«Непредсказуемый» Бродский (из цикла «Laterna Magica») - [85]
«Памятник, как правило, вертикален, будучи символическим отступлением от общей горизонтальности существования, антитезой пространственного однообразия. Памятник никогда реально не отступает от этой горизонтальности – как ничто не отступает, – а скорее, опирается на нее, ставя ее в то же самое время в виде восклицательного знака. В принципе, памятник представляет собой противоречие, тем самым напоминая свою чаще всего встречающуюся тему: человека, в равной степени наделенного вертикальными и горизонтальными свойствами, но в итоге довольствующегося последним. Долговечность материала памятника, как правило, сделанного из мрамора, бронзы, все чаще из чугуна, а теперь даже из бетона, подчеркивает противоречивый характер создания еще больше, особенно если темой памятника является великая битва, революция или стихийное бедствие – т. е. события, которые имели большие потери и длились мгновенно. Тем не менее, даже если объект является абстрактным идеалом или следствием знаменательного события, в нем легко обнаружить столкновение между длительностью события и его жизнеспособностью, не говоря уже о текстуре. Возможно, учитывая стремление материи к постоянству, лучшим сюжетом для памятника действительно является уничтожение <…>».[385]
И тут снова желательно вспомнить о вертикальной проекции нарратива у Бродского. Ведь реальным сюжетом для памятника является у него не «великая битва», не «революция» и не «стихийное бедствие», а сам великий деятель, памяти о котором надлежит сохраниться вечно. И именно памятнику, вероятно, надлежит примирить вечность с темпоральностью.

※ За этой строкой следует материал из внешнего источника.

//! REST API endpoint handlers for the board API server.
//!
//! # Endpoints
//!
//! | Method | Path | Description |
//! |--------|------|-------------|
//! | `GET` | `/` | Minimal HTML status page |
//! | `POST` | `/api/boards` | Upload a board, returns its id |
//! | `GET` | `/api/boards/{id}` | Current board without advancing |
//! | `GET` | `/api/boards/{id}/next` | Advance one generation |
//! | `GET` | `/api/boards/{id}/states?steps=N` | Advance `N` generations |
//! | `GET` | `/api/boards/{id}/final?maxIterations=N` | Advance to a fixed point |
//!
//! Service calls that simulate or may write the snapshot file run on
//! tokio's blocking pool, so a long simulation never holds an executor
//! worker.

use std::sync::Arc;

use axum::Json;
use axum::extract::rejection::{JsonRejection, QueryRejection};
use axum::extract::{Path, Query, State};
use axum::response::{Html, IntoResponse};
use conway_core::{BoardService, ServiceError};
use conway_types::{BoardCreated, BoardId, BoardStateDto, BoardView, Grid};
use tracing::info;

use crate::error::ApiError;
use crate::state::AppState;

// ---------------------------------------------------------------------------
// Query parameter structs
// ---------------------------------------------------------------------------

/// Query parameters for `GET /api/boards/{id}/states`.
#[derive(Debug, serde::Deserialize)]
pub struct StepsQuery {
    /// Generations to advance. Absent means zero.
    pub steps: Option<i64>,
}

/// Query parameters for `GET /api/boards/{id}/final`.
#[derive(Debug, serde::Deserialize)]
pub struct FinalQuery {
    /// Iteration budget. Absent is treated as zero and rejected.
    #[serde(rename = "maxIterations")]
    pub max_iterations: Option<i64>,
}

// ---------------------------------------------------------------------------
// GET / -- minimal HTML status page
// ---------------------------------------------------------------------------

/// Serve a minimal HTML page showing the board count and API links.
pub async fn index(State(state): State<Arc<AppState>>) -> impl IntoResponse {
    let boards = state
        .service
        .board_count()
        .map_or_else(|_| String::from("?"), |count| count.to_string());
    let limits = state.service.limits();
    let min_rows = limits.min_rows;
    let min_cols = limits.min_cols;

    Html(format!(
        r#"<!DOCTYPE html>
<html lang="en">
<head>
    <meta charset="utf-8">
    <title>Conway Boards</title>
    <style>
        body {{
            background: #0d1117;
            color: #c9d1d9;
            font-family: 'Cascadia Code', 'Fira Code', 'Consolas', monospace;
            padding: 2rem;
            max-width: 800px;
            margin: 0 auto;
        }}
        h1 {{ color: #58a6ff; margin-bottom: 0.25rem; }}
        .subtitle {{ color: #8b949e; margin-top: 0; }}
        .metric {{
            display: inline-block;
            background: #161b22;
            border: 1px solid #30363d;
            border-radius: 6px;
            padding: 1rem 1.5rem;
            margin: 0.5rem 0.5rem 0.5rem 0;
            min-width: 120px;
        }}
        .metric .label {{ color: #8b949e; font-size: 0.85rem; }}
        .metric .value {{ color: #58a6ff; font-size: 1.5rem; font-weight: bold; }}
        ul {{ list-style: none; padding: 0; }}
        li {{ padding: 0.3rem 0; }}
        code {{ color: #7ee787; }}
    </style>
</head>
<body>
    <h1>Conway Boards</h1>
    <p class="subtitle">Game of Life simulation service</p>

    <div>
        <div class="metric">
            <div class="label">Boards</div>
            <div class="value">{boards}</div>
        </div>
        <div class="metric">
            <div class="label">Minimum size</div>
            <div class="value">{min_rows}x{min_cols}</div>
        </div>
    </div>

    <h2>API Endpoints</h2>
    <ul>
        <li><code>POST /api/boards</code> -- Upload <code>{{"board": [[bool]]}}</code></li>
        <li><code>GET /api/boards/{{id}}</code> -- Current board</li>
        <li><code>GET /api/boards/{{id}}/next</code> -- Next generation</li>
        <li><code>GET /api/boards/{{id}}/states?steps=N</code> -- State after N generations</li>
        <li><code>GET /api/boards/{{id}}/final?maxIterations=N</code> -- First fixed point within N iterations</li>
    </ul>
</body>
</html>"#
    ))
}

// ---------------------------------------------------------------------------
// POST /api/boards -- upload
// ---------------------------------------------------------------------------

/// Upload a new board and return its id.
pub async fn upload_board(
    State(state): State<Arc<AppState>>,
    payload: Result<Json<BoardStateDto>, JsonRejection>,
) -> Result<impl IntoResponse, ApiError> {
    let Json(request) = payload.map_err(|e| ApiError::InvalidBody(e.body_text()))?;
    let grid = Grid::from_wire(request.board)?;
    let id = run_blocking(&state, move |service| service.upload(grid)).await?;

    info!(board_id = %id, "Board uploaded");
    Ok(Json(BoardCreated { id }))
}

// ---------------------------------------------------------------------------
// GET /api/boards/{id} -- current board
// ---------------------------------------------------------------------------

/// Return a stored board without advancing it.
pub async fn get_board(
    State(state): State<Arc<AppState>>,
    Path(id): Path<String>,
) -> Result<impl IntoResponse, ApiError> {
    let id = parse_board_id(&id)?;
    let board = state.service.board(id)?;
    Ok(Json(BoardView::from(&board)))
}

// ---------------------------------------------------------------------------
// GET /api/boards/{id}/next -- one generation
// ---------------------------------------------------------------------------

/// Advance a board one generation and return the new state.
pub async fn next_state(
    State(state): State<Arc<AppState>>,
    Path(id): Path<String>,
) -> Result<impl IntoResponse, ApiError> {
    let id = parse_board_id(&id)?;
    let grid = run_blocking(&state, move |service| service.next(id)).await?;

    info!(board_id = %id, "Next state computed");
    Ok(Json(BoardStateDto::from(&grid)))
}

// ---------------------------------------------------------------------------
// GET /api/boards/{id}/states?steps=N -- N generations
// ---------------------------------------------------------------------------

/// Advance a board `steps` generations and return the new state.
pub async fn states_after(
    State(state): State<Arc<AppState>>,
    Path(id): Path<String>,
    query: Result<Query<StepsQuery>, QueryRejection>,
) -> Result<impl IntoResponse, ApiError> {
    let id = parse_board_id(&id)?;
    let Query(query) = query.map_err(|e| ApiError::InvalidQuery(e.body_text()))?;
    let steps = query.steps.unwrap_or(0);
    let grid = run_blocking(&state, move |service| service.after_steps(id, steps)).await?;

    info!(board_id = %id, steps, "State after steps computed");
    Ok(Json(BoardStateDto::from(&grid)))
}

// ---------------------------------------------------------------------------
// GET /api/boards/{id}/final?maxIterations=N -- fixed point
// ---------------------------------------------------------------------------

/// Advance a board until it stops changing, within `maxIterations`.
pub async fn final_state(
    State(state): State<Arc<AppState>>,
    Path(id): Path<String>,
    query: Result<Query<FinalQuery>, QueryRejection>,
) -> Result<impl IntoResponse, ApiError> {
    let id = parse_board_id(&id)?;
    let Query(query) = query.map_err(|e| ApiError::InvalidQuery(e.body_text()))?;
    let max_iterations = query.max_iterations.unwrap_or(0);
    let grid = run_blocking(&state, move |service| {
        service.final_state(id, max_iterations)
    })
    .await?;

    info!(board_id = %id, max_iterations, "Final state computed");
    Ok(Json(BoardStateDto::from(&grid)))
}

// ---------------------------------------------------------------------------
// Helpers
// ---------------------------------------------------------------------------

/// Parse a path segment into a [`BoardId`].
fn parse_board_id(raw: &str) -> Result<BoardId, ApiError> {
    raw.parse()
        .map_err(|e| ApiError::InvalidUuid(format!("{raw}: {e}")))
}

/// Run a service call on the blocking thread pool.
async fn run_blocking<T, F>(state: &AppState, call: F) -> Result<T, ApiError>
where
    T: Send + 'static,
    F: FnOnce(&BoardService) -> Result<T, ServiceError> + Send + 'static,
{
    let service = Arc::clone(&state.service);
    tokio::task::spawn_blocking(move || call(&service))
        .await
        .map_err(|e| ApiError::Task(e.to_string()))?
        .map_err(ApiError::from)
}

«Лучший сюжет для памятника (уничтожение)» диктует выбор материала, не подверженного уничтожению, пишет Бродский, уже вкладывая в понятие уничтожения возможность двойного смысла: уничтожения как разрушения культурных памятников и уничтожения как естественного закона Природы (смерти). И именно на этой двойственности строится исповедь Бродского, произнесенная им перед памятником императора.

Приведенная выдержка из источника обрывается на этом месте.